In 1992, around the same time I saw Einstein on the Beach, I met Anne Bogart and she totally rocked my world. While teaching at Skidmore, I took a weekend-long workshop with Anne and completely got her ideas about space and time in the theater. Instead of starting from the inside/out - or some American derivation of the Stanislavsky system - working with Anne focused my attention on the outside/in. For instance, how to consider and work with the physical distance between performers: what happens when the performers move close together or further apart? And speed, how fast or slow are the actors moving? I was starting to become aware of theater as a painterly surface, a choreographic playground. I had been struggling for years at Skidmore to find a way to describe and work with physicality for the actor that wasn’t dancer-y. Anne has names for these perspectives: spatial relationship and tempo. I understood them intuitively but after working with Anne I had a vocabulary to work with. I was moving away from traditional theater to a different understanding of theater space and time, towards a more abstract theater built on the Viewpoints of spatial relationship, repetition, tempo, shape, kinesthetic awareness and architecture. (Viewpoints was invented by choreographer Mary Overlie, expanded by Anne Bogart and, since the 1980’s, Viewpoints have been central to Anne’s approach to creating new work.) All these ideas derived from post-modern dance terrified me, turning everything I knew upside down. My truth machine was saying YES but my classic theater training was screaming NO! Wait a minute! I didn’t listen. I did something great: I walked towards these ideas, towards what I was afraid of. I walked towards Viewpoints and started working with them immediately. They became my main vocabulary as a director.

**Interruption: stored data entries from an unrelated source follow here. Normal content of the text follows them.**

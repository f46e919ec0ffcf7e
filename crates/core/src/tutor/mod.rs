//! Tutor Coordinator
//!
//! This module wraps the two external tutor capabilities behind one stable
//! interface:
//!
//! - **Speech**: the avatar that speaks questions, feedback and explanations.
//! - **Explanation**: a text-generation service that explains wrong answers
//!   and writes adaptive end-of-session feedback.
//!
//! Every provider failure or timeout is absorbed here. Speech calls report a
//! plain success flag and explanation calls always resolve to some text, so
//! the session orchestrator never handles provider failure as a branch of
//! its own.

pub mod explanation;
pub mod speech;

use crate::error::CapabilityError;
use crate::progression::{AnswerOutcome, MissRecord};
use crate::question::Question;
use anyhow::Result;
use async_trait::async_trait;
use serde::{Deserialize, Serialize};
use std::future::Future;
use std::sync::Arc;
use std::sync::atomic::{AtomicBool, Ordering};
use std::time::Duration;
use tracing::{info, warn};

pub use explanation::{LLMExplanationService, StaticExplanationService};
pub use speech::{AvatarProxySpeechService, RecordingSpeechService, SpokenLine};

pub const DEFAULT_CAPABILITY_TIMEOUT: Duration = Duration::from_secs(15);

pub const EXPLANATION_FALLBACK: &str = "Unable to generate explanation due to technical issues.";
pub const EXPLANATION_EMPTY_FALLBACK: &str = "Unable to generate explanation at this time.";
pub const FEEDBACK_FALLBACK: &str =
    "Continue your excellent progress! Focus on reviewing the concepts you found challenging.";
pub const FEEDBACK_EMPTY_FALLBACK: &str =
    "Keep practicing! Every mistake is a learning opportunity.";

/// What a spoken line is for. Providers may use it to pick a delivery style.
#[derive(Debug, Clone, Copy, PartialEq, Eq, Serialize, Deserialize)]
#[serde(rename_all = "lowercase")]
pub enum SpeechKind {
    Question,
    Feedback,
    Encouragement,
    Explanation,
}

impl SpeechKind {
    pub fn as_str(&self) -> &'static str {
        match self {
            SpeechKind::Question => "question",
            SpeechKind::Feedback => "feedback",
            SpeechKind::Encouragement => "encouragement",
            SpeechKind::Explanation => "explanation",
        }
    }
}

/// Defines the contract for any avatar speech provider.
#[cfg_attr(test, mockall::automock)]
#[async_trait]
pub trait SpeechService: Send + Sync {
    /// Opens the avatar stream. Must succeed before `speak` is useful.
    async fn connect(&self) -> Result<()>;

    /// Asks the avatar to say `text`.
    async fn speak(&self, text: &str, kind: SpeechKind) -> Result<()>;

    /// Closes the avatar stream.
    async fn disconnect(&self) -> Result<()>;
}

/// The inputs for explaining one incorrect answer.
#[derive(Debug, Clone, PartialEq, Eq, Serialize, Deserialize)]
pub struct ExplanationRequest {
    pub question: String,
    pub user_answer: String,
    pub correct_answer: String,
    pub category: String,
}

impl ExplanationRequest {
    pub fn from_outcome(outcome: &AnswerOutcome) -> Self {
        Self {
            question: outcome.question.prompt.clone(),
            user_answer: outcome.selected.text.clone(),
            correct_answer: outcome
                .correct
                .as_ref()
                .or(outcome.question.correct_option())
                .map(|opt| opt.text.clone())
                .unwrap_or_else(|| "Unknown".to_string()),
            category: outcome.question.category.clone(),
        }
    }
}

/// Defines the contract for any explanation-generation provider.
///
/// Implementations may fail freely; the coordinator supplies fallbacks.
#[cfg_attr(test, mockall::automock)]
#[async_trait]
pub trait ExplanationService: Send + Sync {
    /// Explains why the correct answer is right and the learner's was not.
    async fn explain(&self, request: &ExplanationRequest) -> Result<String>;

    /// Writes personalised feedback from the learner's missed questions.
    async fn adaptive_feedback(&self, misses: &[MissRecord]) -> Result<String>;
}

/// The single entry point the orchestrator uses to reach the tutor.
///
/// Cloning is cheap; clones share the providers and the connection flag.
#[derive(Clone)]
pub struct TutorCoordinator {
    speech: Arc<dyn SpeechService>,
    explainer: Arc<dyn ExplanationService>,
    timeout: Duration,
    connected: Arc<AtomicBool>,
}

impl TutorCoordinator {
    pub fn new(speech: Arc<dyn SpeechService>, explainer: Arc<dyn ExplanationService>) -> Self {
        Self {
            speech,
            explainer,
            timeout: DEFAULT_CAPABILITY_TIMEOUT,
            connected: Arc::new(AtomicBool::new(false)),
        }
    }

    /// Sets the per-call timeout applied to every provider call.
    pub fn with_timeout(mut self, timeout: Duration) -> Self {
        self.timeout = timeout;
        self
    }

    pub fn is_connected(&self) -> bool {
        self.connected.load(Ordering::SeqCst)
    }

    pub async fn connect(&self) -> bool {
        match self.guarded("speech.connect", self.speech.connect()).await {
            Ok(()) => {
                self.connected.store(true, Ordering::SeqCst);
                info!("Tutor speech connected");
                true
            }
            Err(e) => {
                warn!(error = %e, "Tutor speech unavailable; continuing without it");
                false
            }
        }
    }

    /// Disconnects the speech provider if it is connected.
    pub async fn disconnect(&self) {
        if !self.connected.swap(false, Ordering::SeqCst) {
            return;
        }
        if let Err(e) = self.guarded("speech.disconnect", self.speech.disconnect()).await {
            warn!(error = %e, "Tutor speech did not disconnect cleanly");
        } else {
            info!("Tutor speech disconnected");
        }
    }

    pub async fn speak(&self, text: &str, kind: SpeechKind) -> bool {
        match self.guarded("speech.speak", self.speech.speak(text, kind)).await {
            Ok(()) => true,
            Err(e) => {
                warn!(error = %e, kind = kind.as_str(), "Tutor failed to speak");
                false
            }
        }
    }

    /// Reads a question and its lettered options aloud.
    pub async fn speak_question(&self, question: &Question) -> bool {
        let text = question_script(&question.prompt, &question.option_texts());
        self.speak(&text, SpeechKind::Question).await
    }

    /// Speaks feedback on an answer. Correct answers are delivered as encouragement.
    pub async fn provide_feedback(&self, is_correct: bool, encouragement: &str) -> bool {
        let (text, kind) = if is_correct {
            (format!("Excellent! {encouragement}"), SpeechKind::Encouragement)
        } else {
            (format!("Not quite right. {encouragement}"), SpeechKind::Feedback)
        };
        self.speak(&text, kind).await
    }

    pub async fn give_explanation(&self, explanation: &str) -> bool {
        self.speak(&format!("Let me explain: {explanation}"), SpeechKind::Explanation)
            .await
    }

    /// Always resolves; failures and empty responses become fallback text.
    pub async fn generate_explanation(&self, request: &ExplanationRequest) -> String {
        match self.guarded("explanation.explain", self.explainer.explain(request)).await {
            Ok(text) if !text.trim().is_empty() => text,
            Ok(_) => EXPLANATION_EMPTY_FALLBACK.to_string(),
            Err(e) => {
                warn!(error = %e, "Using fallback explanation");
                EXPLANATION_FALLBACK.to_string()
            }
        }
    }

    /// Always resolves; failures and empty responses become fallback text.
    pub async fn generate_adaptive_feedback(&self, misses: &[MissRecord]) -> String {
        match self
            .guarded("explanation.adaptive_feedback", self.explainer.adaptive_feedback(misses))
            .await
        {
            Ok(text) if !text.trim().is_empty() => text,
            Ok(_) => FEEDBACK_EMPTY_FALLBACK.to_string(),
            Err(e) => {
                warn!(error = %e, "Using fallback adaptive feedback");
                FEEDBACK_FALLBACK.to_string()
            }
        }
    }

    async fn guarded<T>(
        &self,
        capability: &'static str,
        call: impl Future<Output = Result<T>>,
    ) -> Result<T, CapabilityError> {
        match tokio::time::timeout(self.timeout, call).await {
            Ok(Ok(value)) => Ok(value),
            Ok(Err(e)) => Err(CapabilityError::Unavailable {
                capability,
                message: format!("{e:#}"),
            }),
            Err(_) => Err(CapabilityError::TimedOut {
                capability,
                after: self.timeout,
            }),
        }
    }
}

/// `"<prompt> Your options are: Option A: <a>. Option B: <b>. Please select your answer."`
pub fn question_script(prompt: &str, options: &[&str]) -> String {
    let lettered = options
        .iter()
        .zip('A'..='Z')
        .map(|(text, letter)| format!("Option {letter}: {text}"))
        .collect::<Vec<_>>()
        .join(". ");
    format!("{prompt} Your options are: {lettered}. Please select your answer.")
}
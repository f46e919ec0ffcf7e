//! Shared Application State
//!
//! This module defines the `AppState` struct, which holds all shared,
//! clonable resources like the question bank and provider clients.

use crate::config::{Config, SpeechProvider};
use medtutor_core::StaticQuestionBank;
use medtutor_core::tutor::{
    AvatarProxySpeechService, ExplanationService, RecordingSpeechService, SpeechService,
    TutorCoordinator,
};
use std::sync::Arc;

/// The shared application state, created once at startup and passed to all handlers.
/// All fields are public to be accessible from other modules.
#[derive(Clone)]
pub struct AppState {
    pub question_bank: Arc<StaticQuestionBank>,
    pub explainer: Arc<dyn ExplanationService>,
    pub http: reqwest::Client,
    pub config: Arc<Config>,
}

impl AppState {
    /// A fresh speech provider for one learner connection.
    ///
    /// Avatar streams are per learner, so unlike the explainer this is never
    /// shared between connections.
    pub fn speech_service(&self) -> Arc<dyn SpeechService> {
        match (&self.config.speech_provider, &self.config.avatar_proxy_url) {
            (SpeechProvider::Avatar, Some(url)) => Arc::new(AvatarProxySpeechService::new(
                self.http.clone(),
                url.clone(),
                self.config.avatar_id.clone(),
                self.config.avatar_voice_id.clone(),
            )),
            _ => Arc::new(RecordingSpeechService::new()),
        }
    }

    pub fn tutor(&self, speech: Arc<dyn SpeechService>) -> TutorCoordinator {
        TutorCoordinator::new(speech, self.explainer.clone())
            .with_timeout(self.config.capability_timeout)
    }
}
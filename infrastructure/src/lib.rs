//! Infrastructure layer for conclave
//!
//! Adapters behind the application ports: figment-merged configuration and
//! the atomic JSON config store, the filesystem run store, HMAC-SHA256
//! partial-result signatures, and the sensitive-data scrubber.

pub mod config;
pub mod persistence;
pub mod providers;
pub mod scrub;

pub use config::{ConfigLoader, FileConfig, JsonConfigStore};
pub use persistence::{
    run_store::FsRunStore,
    signature::{HmacSigner, DEFAULT_SECRET, SECRET_ENV},
};
pub use providers::{canned_registry, CannedProvider};
pub use scrub::{scrub, ScrubReport};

I also walked towards the plays of Charles Mee Jr. Mee’s work was scrambling everything I’d been certain about: character development, psychology, linear event, cause and effect, etc. His plays were challenging all of this. A character might launch into a full-page monologue of a mathematical equation, or another might burst into a pop song. And the playwright literally offered me free reign to cut, rearrange or insert any text I liked or didn’t like. Mee defies conventional theater form. Encountering his work was my first deep dive into episodic structure. Could I create a staging using only Viewpoints? Could character be created with physical gesture instead of psychological investigation? I willingly jumped into more abstract, postmodern waters and just started swimming.